Dummy models are very simple to set up and yet provide great insights to check the performance of your Machine Learning models.
In this post, I want to explain what dummy models are and how to use them in scikit-learn.

If you like or want to learn machine learning with scikit-learn, check out my tutorial series on this amazing package:
All images by author.
What are dummy models?
Dummy models are very simplistic models that are meant to be used as a baseline to compare your actual models. A baseline is just some kind of reference point to compare yourself to. When you compute your first cross-validation results to estimate your Model’s performance, you usually know that the higher the score the better, and if the score is pretty high on the first try, that’s great. But it isn’t usually the case.
What to do if the first accuracy score is pretty low – or lower than what you’d want or expect? Is it because of the data? Is it because of your model? Both? How can we know quickly if our model isn’t badly tuned?
Dummy models are here to answer these questions. Their complexity and "intelligence" are very low: the idea is that you can compare your models to them to see how much better you are than the "stupidest" models.

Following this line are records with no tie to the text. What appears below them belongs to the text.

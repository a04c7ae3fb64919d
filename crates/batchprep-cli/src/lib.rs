//! CLI library components for batchprep.

pub mod logging;
pub mod summary;
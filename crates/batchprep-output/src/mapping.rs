//! Encoding mapping table files.

use std::path::Path;

use batchprep_transform::{MappingEntry, MappingTable};

use crate::error::{OutputError, Result};
use crate::writer::ensure_parent_dir;

/// Header row of a mapping table file.
pub const MAPPING_HEADER: [&str; 3] = ["Column", "Original_Value", "Encoded_Value"];

/// Writes `table` as CSV. The header is written even for an empty table.
pub fn write_mapping_table(path: &Path, table: &MappingTable) -> Result<()> {
    ensure_parent_dir(path)?;
    let mut writer = csv::WriterBuilder::new()
        .has_headers(false)
        .from_path(path)
        .map_err(|e| OutputError::csv(path, &e))?;
    writer
        .write_record(MAPPING_HEADER)
        .map_err(|e| OutputError::csv(path, &e))?;
    for entry in table.entries() {
        writer
            .serialize(entry)
            .map_err(|e| OutputError::csv(path, &e))?;
    }
    writer.flush().map_err(|e| OutputError::io(path, e))?;
    tracing::info!(path = %path.display(), entries = table.len(), "Wrote encoding mapping table");
    Ok(())
}

/// Reads a mapping table written by [`write_mapping_table`] and checks that
/// every column's codes are contiguous and unique.
pub fn read_mapping_table(path: &Path) -> Result<MappingTable> {
    let mut reader = csv::Reader::from_path(path).map_err(|e| OutputError::csv(path, &e))?;
    let header = reader.headers().map_err(|e| OutputError::csv(path, &e))?;
    if header.iter().ne(MAPPING_HEADER) {
        return Err(OutputError::InvalidMapping {
            path: path.to_path_buf(),
            reason: format!("unexpected header: {}", header.iter().collect::<Vec<_>>().join(",")),
        });
    }

    let mut entries = Vec::new();
    for record in reader.deserialize::<MappingEntry>() {
        let entry = record.map_err(|e| OutputError::InvalidMapping {
            path: path.to_path_buf(),
            reason: e.to_string(),
        })?;
        entries.push(entry);
    }

    let table = MappingTable::from_entries(entries);
    table.to_maps().map_err(|e| OutputError::InvalidMapping {
        path: path.to_path_buf(),
        reason: e.to_string(),
    })?;
    Ok(table)
}
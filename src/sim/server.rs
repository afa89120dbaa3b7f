use std::sync::atomic::{AtomicU64, Ordering};
use std::sync::{Mutex, MutexGuard, PoisonError};
use std::time::Duration;
use url::Url;
use crate::net::{Request, Response};

/// Simulated remote server.
///
/// Holds one canned [`Response`] and a processing latency. Every reply waits
/// for the latency, restamps the canned response with the requested status
/// code and hands out a snapshot of it.
#[derive(Debug)]
pub struct SimServer {
    /// Address the server pretends to listen on
    addr: String,
    /// The response that is restamped on every reply
    canned: Mutex<Response>,
    /// Processing time per reply
    latency: Duration,
    /// Number of requests drained off the link and served
    served: AtomicU64,
    last_request_url: Mutex<Option<Url>>,
}

impl SimServer {
    pub fn new(addr: impl Into<String>, canned: Response, latency: Duration) -> Self {
        Self {
            addr: addr.into(),
            canned: Mutex::new(canned),
            latency,
            served: AtomicU64::new(0),
            last_request_url: Mutex::new(None),
        }
    }

    pub fn addr(&self) -> &str {
        &self.addr
    }

    pub fn latency(&self) -> Duration {
        self.latency
    }

    /// Status code currently stamped on the canned response.
    pub fn status(&self) -> u16 {
        lock(&self.canned).status
    }

    /// Reconfigures the canned response. Only do this between exchanges.
    pub fn set_status(&self, status: u16) {
        lock(&self.canned).set_status(status);
    }

    /// Blocks for the processing latency, then stamps `status` onto the canned
    /// response and returns it.
    pub async fn reply(&self, status: u16) -> Response {
        tokio::time::sleep(self.latency).await;

        let mut canned = lock(&self.canned);
        canned.set_status(status);
        canned.clone()
    }

    /// Accounts for a request taken off the link and replies to it.
    pub async fn serve(&self, request: &Request, status: u16) -> Response {
        log::debug!("[{}] server {}: serving {} {}", request.id(), self.addr, request.method(), request.url());

        self.served.fetch_add(1, Ordering::SeqCst);
        *lock(&self.last_request_url) = Some(request.url().clone());

        self.reply(status).await
    }

    pub fn requests_served(&self) -> u64 {
        self.served.load(Ordering::SeqCst)
    }

    pub fn last_request_url(&self) -> Option<Url> {
        lock(&self.last_request_url).clone()
    }
}

/// Poisoning is ignored: every critical section is a single assignment or clone.
fn lock<T>(m: &Mutex<T>) -> MutexGuard<'_, T> {
    m.lock().unwrap_or_else(PoisonError::into_inner)
}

Note that they do not intentionally predict stupid values, they just take the easiest, very simplistic smart guess. If you model gives worst performance than the dummy model, you should tune or change your model completely.
A simple example for a dummy regressor would be to always predict the mean value of the training target, whatever the input: it’s not ideal, but on average it gives a reasonable simplistic guess. If your actual model gives worse results than this very, very simple approach, you might want to review your model.
Dummy models in scikit-learn
The dummy model package of scikit-learn is pretty simple: it only consists of 2 classes:
- a
DummyClassifier
- a
DummyRegressor

These are classes that expose the estimator API in the scikit-learn sense: they are actual models that can learn from a training set using the .fit
method, and predict a target based on new input using the .predict
method. In other words, they work just like your typical model created using a Pipeline, for example.
Note that, as we’ll see in greater detail below, both dummy estimators accept a strategy
parameter. The strategy allows to create different variants of dummy models, like a dummy regressor that always predicts the mean value of the training with the mean
strategy or allows us to specify a specific constant that the model should always predict.
In other words, Sklearn provides several dummy regressor and several dummy classifier models.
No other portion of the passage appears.